Ей пришлось уворачиваться от резко распахнувшейся двери — из участка вылетела Джина Галлахер. Она вцепилась Хардли в локоть и молча потащила в сторону парковки, то и дело оглядываясь наверх — туда, где находились окна капитана.
— Ты опоздала на летучку. Шеф так орал. Я сказала, что ты уже выехала на место своим ходом, — Джина развернула её к себе и посмотрела на неё. — Ты бухала? В среду?
— Ночевала в Бруклине. Время не рассчитала. Так вышло, — отмахнулась Хардли.
— Господи боже, как блюдца, — склонившись над ней с высоты своего роста, Галлахер сощурилась и внимательно посмотрела ей на глаза. В один, потом в другой. — Ты обалдела?
— Ночевка в Бруклине. Чем тебе не повод? — повторила Хардли, вспоминая тусклый по сравнению с Манхэттеном район. А ведь где-то там придётся искать себе новое жильё и, возможно, даже с кем-то на двоих. Со своим жалованьем на большее рассчитывать не стоило.
— Ладно, — вырулив с парковки на дорогу, Джина, наконец, отцепилась от неё. — Короче, нас тело ждёт в Центральном парке.
— Чудесно, свежим воздухом подышим, — криво пошутила Хардли, забрасывая в рот жвачку.
Дышать свежим воздухом при такой работе ей удавалось редко. Спертый воздух кабинета или трупный смрад места преступления — выбор был невелик. Странно, но даже при наипоганейшем из состояний работа её бодрила. Наверное, было в этом что-то. Спасать людей. Или мстить за них.
— Девушка, лет двадцать-двадцать пять, — Галлахер щелкнула тумблером и под звуки полицейской сирены начала вводить Хардли в курс дела. — Предположительно отравление сильнодействующими веществами. Горски говорит, следов насильственной смерти нет. Следов перемещения тела нет.
— Опять торчок. Какая скука. Развелось их в последнее время, — зевнул Хардли, прикладываясь к минералке. — Что, какой-то новый вид убойного ширева изобрели? А то я что-то из жизни выпала.
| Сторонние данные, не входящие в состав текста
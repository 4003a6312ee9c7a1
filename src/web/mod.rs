//! Server-rendered public pages.

pub mod handlers;
pub mod templates;
pub mod views;

use axum::{routing::get, Router};

use crate::state::AppState;

pub fn routes() -> Router<AppState> {
    Router::new()
        .route("/:state/bills/", get(handlers::bill_list))
        .route("/:state/bills/feed/", get(handlers::bills_feed))
        .route("/:state/bills/:session/:bill_id/", get(handlers::bill_detail))
        .route("/vote/:vote_id/", get(handlers::vote_detail))
        // `openstatesUrl` and feed links carry no trailing slash
        .route("/:state/bills", get(handlers::add_trailing_slash))
        .route("/:state/bills/feed", get(handlers::add_trailing_slash))
        .route("/:state/bills/:session/:bill_id", get(handlers::add_trailing_slash))
        .route("/vote/:vote_id", get(handlers::add_trailing_slash))
}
— Не знаю. Будем отрабатывать самоубийство до кучи. Горски говорит, не сильно она на наркошу похожа.
Они прошли за желтую ленту оцепления и Галлахер сразу же направилась к Алексу Горски, криминалисту. Хардли направилась к трупу. Из густого кустарника виднелись лишь голые ноги жертвы.
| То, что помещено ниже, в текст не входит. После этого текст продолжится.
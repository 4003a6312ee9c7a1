use axum::{
    extract::{Path, Query, State},
    http::{header, Request},
    middleware::{self, Next},
    response::{IntoResponse, Response},
    routing::{get, post},
    Json, Router,
};
use serde::{Deserialize, Serialize};
use std::collections::HashMap;
use tracing::warn;

use crate::admin;
use crate::admin::changes::{self, NewPersonRequest, PersonDeltaRequest, RetirementRequest};
use crate::domain::{DeltaSet, DeltaSetRecord, NameStatus, PullStatus, UnmatchedName};
use crate::error::{AppError, Result};
use crate::state::AppState;
use crate::storage::SyncOutcome;

#[derive(Debug, Deserialize)]
pub struct StatusParams {
    /// One of `U`, `I`, `S`
    pub status: String,
}

#[derive(Debug, Deserialize)]
pub struct MatchParams {
    pub person_id: String,
}

#[derive(Debug, Serialize)]
pub struct MatchResult {
    pub id: i64,
    pub person_id: String,
    pub linked: usize,
}

#[derive(Debug, Serialize)]
pub struct RefreshResult {
    pub upserted: usize,
    pub removed: usize,
}

impl From<SyncOutcome> for RefreshResult {
    fn from(outcome: SyncOutcome) -> Self {
        Self {
            upserted: outcome.upserted,
            removed: outcome.removed,
        }
    }
}

#[derive(Debug, Serialize)]
pub struct CheckResult {
    pub sponsorships: HashMap<String, i64>,
    pub votes: HashMap<String, i64>,
}

const DEFAULT_CREATED_BY: &str = "admin";

fn created_by(given: Option<String>) -> String {
    given
        .map(|name| name.trim().to_string())
        .filter(|name| !name.is_empty())
        .unwrap_or_else(|| DEFAULT_CREATED_BY.to_string())
}

fn parse_pull_status(code: &str) -> Result<PullStatus> {
    PullStatus::from_code(code).ok_or_else(|| AppError::validation(format!("Unknown pull status \"{code}\"")))
}

#[derive(Debug, Deserialize)]
pub struct DeltaSetQuery {
    /// One of `N`, `C`, `M`, `R`
    pub status: Option<String>,
}

#[derive(Debug, Deserialize)]
pub struct RetirementParams {
    #[serde(flatten)]
    pub retirement: RetirementRequest,
    pub created_by: Option<String>,
}

#[derive(Debug, Deserialize)]
pub struct NewPersonParams {
    #[serde(flatten)]
    pub person: NewPersonRequest,
    pub created_by: Option<String>,
}

#[derive(Debug, Deserialize)]
pub struct PersonChangesParams {
    pub name: String,
    pub deltas: Vec<PersonDeltaRequest>,
    pub created_by: Option<String>,
}

#[derive(Debug, Deserialize)]
pub struct PullStatusParams {
    pub status: String,
    pub pr_url: Option<String>,
}

/// Compare the bearer token against the configured one. No token configured means closed.
pub fn is_authorized(expected: Option<&str>, authorization: Option<&str>) -> bool {
    match expected {
        None => false,
        Some(token) => authorization
            .and_then(|value| value.strip_prefix("Bearer "))
            .map(|given| given.trim() == token)
            .unwrap_or(false),
    }
}

async fn require_token<B>(State(state): State<AppState>, request: Request<B>, next: Next<B>) -> Response {
    let authorization = request
        .headers()
        .get(header::AUTHORIZATION)
        .and_then(|v| v.to_str().ok());
    if !is_authorized(state.admin_token.as_deref(), authorization) {
        warn!(path = %request.uri().path(), "rejected admin request");
        return AppError::Unauthorized.into_response();
    }
    next.run(request).await
}

pub async fn list_names(
    State(state): State<AppState>,
    Path((abbr, session)): Path<(String, String)>,
) -> Result<Json<Vec<UnmatchedName>>> {
    Ok(Json(
        admin::unmatched_names(state.storage.as_ref(), &abbr, &session).await?,
    ))
}

pub async fn check_names(
    State(state): State<AppState>,
    Path((abbr, session)): Path<(String, String)>,
) -> Result<Json<CheckResult>> {
    let storage = state.storage.as_ref();
    let session = admin::find_session(storage, &abbr, &session).await?;
    Ok(Json(CheckResult {
        sponsorships: admin::check_sponsorships(storage, &session).await?,
        votes: admin::check_votes(storage, &session).await?,
    }))
}

pub async fn refresh_names(
    State(state): State<AppState>,
    Path((abbr, session)): Path<(String, String)>,
) -> Result<Json<RefreshResult>> {
    let outcome = admin::update_unmatched(state.storage.as_ref(), &abbr, &session).await?;
    Ok(Json(outcome.into()))
}

pub async fn set_status(
    State(state): State<AppState>,
    Path(id): Path<i64>,
    Json(params): Json<StatusParams>,
) -> Result<Json<UnmatchedName>> {
    let status = NameStatus::from_code(&params.status)
        .ok_or_else(|| AppError::validation(format!("Unknown status \"{}\"", params.status)))?;
    Ok(Json(admin::set_status(state.storage.as_ref(), id, status).await?))
}

pub async fn match_name(
    State(state): State<AppState>,
    Path(id): Path<i64>,
    Json(params): Json<MatchParams>,
) -> Result<Json<MatchResult>> {
    let linked = admin::apply_match(state.storage.as_ref(), id, &params.person_id).await?;
    Ok(Json(MatchResult {
        id,
        person_id: params.person_id,
        linked,
    }))
}

pub async fn list_delta_sets(
    State(state): State<AppState>,
    Query(query): Query<DeltaSetQuery>,
) -> Result<Json<Vec<DeltaSet>>> {
    let status = query.status.as_deref().map(parse_pull_status).transpose()?;
    Ok(Json(changes::list_delta_sets(state.storage.as_ref(), status).await?))
}

pub async fn get_delta_set(State(state): State<AppState>, Path(id): Path<i64>) -> Result<Json<DeltaSetRecord>> {
    Ok(Json(changes::get_delta_set(state.storage.as_ref(), id).await?))
}

pub async fn propose_changes(
    State(state): State<AppState>,
    Json(params): Json<PersonChangesParams>,
) -> Result<Json<DeltaSetRecord>> {
    let created_by = created_by(params.created_by);
    Ok(Json(
        changes::propose_person_changes(state.storage.as_ref(), &params.name, params.deltas, &created_by).await?,
    ))
}

pub async fn retire_person(
    State(state): State<AppState>,
    Json(params): Json<RetirementParams>,
) -> Result<Json<DeltaSetRecord>> {
    let created_by = created_by(params.created_by);
    Ok(Json(
        changes::retire_person(state.storage.as_ref(), params.retirement, &created_by).await?,
    ))
}

pub async fn propose_new_person(
    State(state): State<AppState>,
    Json(params): Json<NewPersonParams>,
) -> Result<Json<DeltaSetRecord>> {
    let created_by = created_by(params.created_by);
    Ok(Json(
        changes::propose_new_person(state.storage.as_ref(), params.person, &created_by).await?,
    ))
}

pub async fn set_pull_status(
    State(state): State<AppState>,
    Path(id): Path<i64>,
    Json(params): Json<PullStatusParams>,
) -> Result<Json<DeltaSet>> {
    let status = parse_pull_status(&params.status)?;
    Ok(Json(
        changes::update_pull_status(state.storage.as_ref(), id, status, params.pr_url.as_deref()).await?,
    ))
}

pub fn routes(state: AppState) -> Router<AppState> {
    Router::new()
        .route("/admin/people/sessions/:state/:session/names", get(list_names))
        .route("/admin/people/sessions/:state/:session/check", get(check_names))
        .route("/admin/people/sessions/:state/:session/refresh", post(refresh_names))
        .route("/admin/people/names/:id/status", post(set_status))
        .route("/admin/people/names/:id/match", post(match_name))
        .route("/admin/people/deltas", get(list_delta_sets).post(propose_changes))
        .route("/admin/people/deltas/:id", get(get_delta_set))
        .route("/admin/people/deltas/:id/pr", post(set_pull_status))
        .route("/admin/people/retire", post(retire_person))
        .route("/admin/people/new", post(propose_new_person))
        .route_layer(middleware::from_fn_with_state(state, require_token))
}

#[cfg(test)]
mod tests {
    use super::*;

    #[test]
    fn closed_when_no_token_configured() {
        assert!(!is_authorized(None, None));
        assert!(!is_authorized(None, Some("Bearer anything")));
    }

    #[test]
    fn created_by_falls_back_to_admin() {
        assert_eq!(created_by(None), "admin");
        assert_eq!(created_by(Some("  ".into())), "admin");
        assert_eq!(created_by(Some(" jane ".into())), "jane");
    }

    #[test]
    fn bearer_token_must_match() {
        assert!(is_authorized(Some("s3cret"), Some("Bearer s3cret")));
        assert!(!is_authorized(Some("s3cret"), Some("Bearer nope")));
        assert!(!is_authorized(Some("s3cret"), Some("s3cret")));
        assert!(!is_authorized(Some("s3cret"), None));
    }
}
Каждый чёртов раз, приближаясь к мёртвому телу, Оливия испытывала странный трепет, хотя, казалось бы, к этому давно пора привыкнуть. Это ощущение скорее напоминало ей чувство вины. Не успела. Не доглядела. И плевать, что спасти всех невозможно, невозможно знать, что творится за каждой запертой дверью, о чём молчат пустые окна тысяч квартир в огромном Нью-Йорке. В такие моменты Оливии всегда казалось, что она плохо выполняет свою работу. «Служить и защищать» не ровно, что расследовать смерть того, кого защитить не удалось. Это безотчетное, совершенно нерациональное чувство вины она впервые испытала в двенадцать, когда увидела в морге тело своего отца.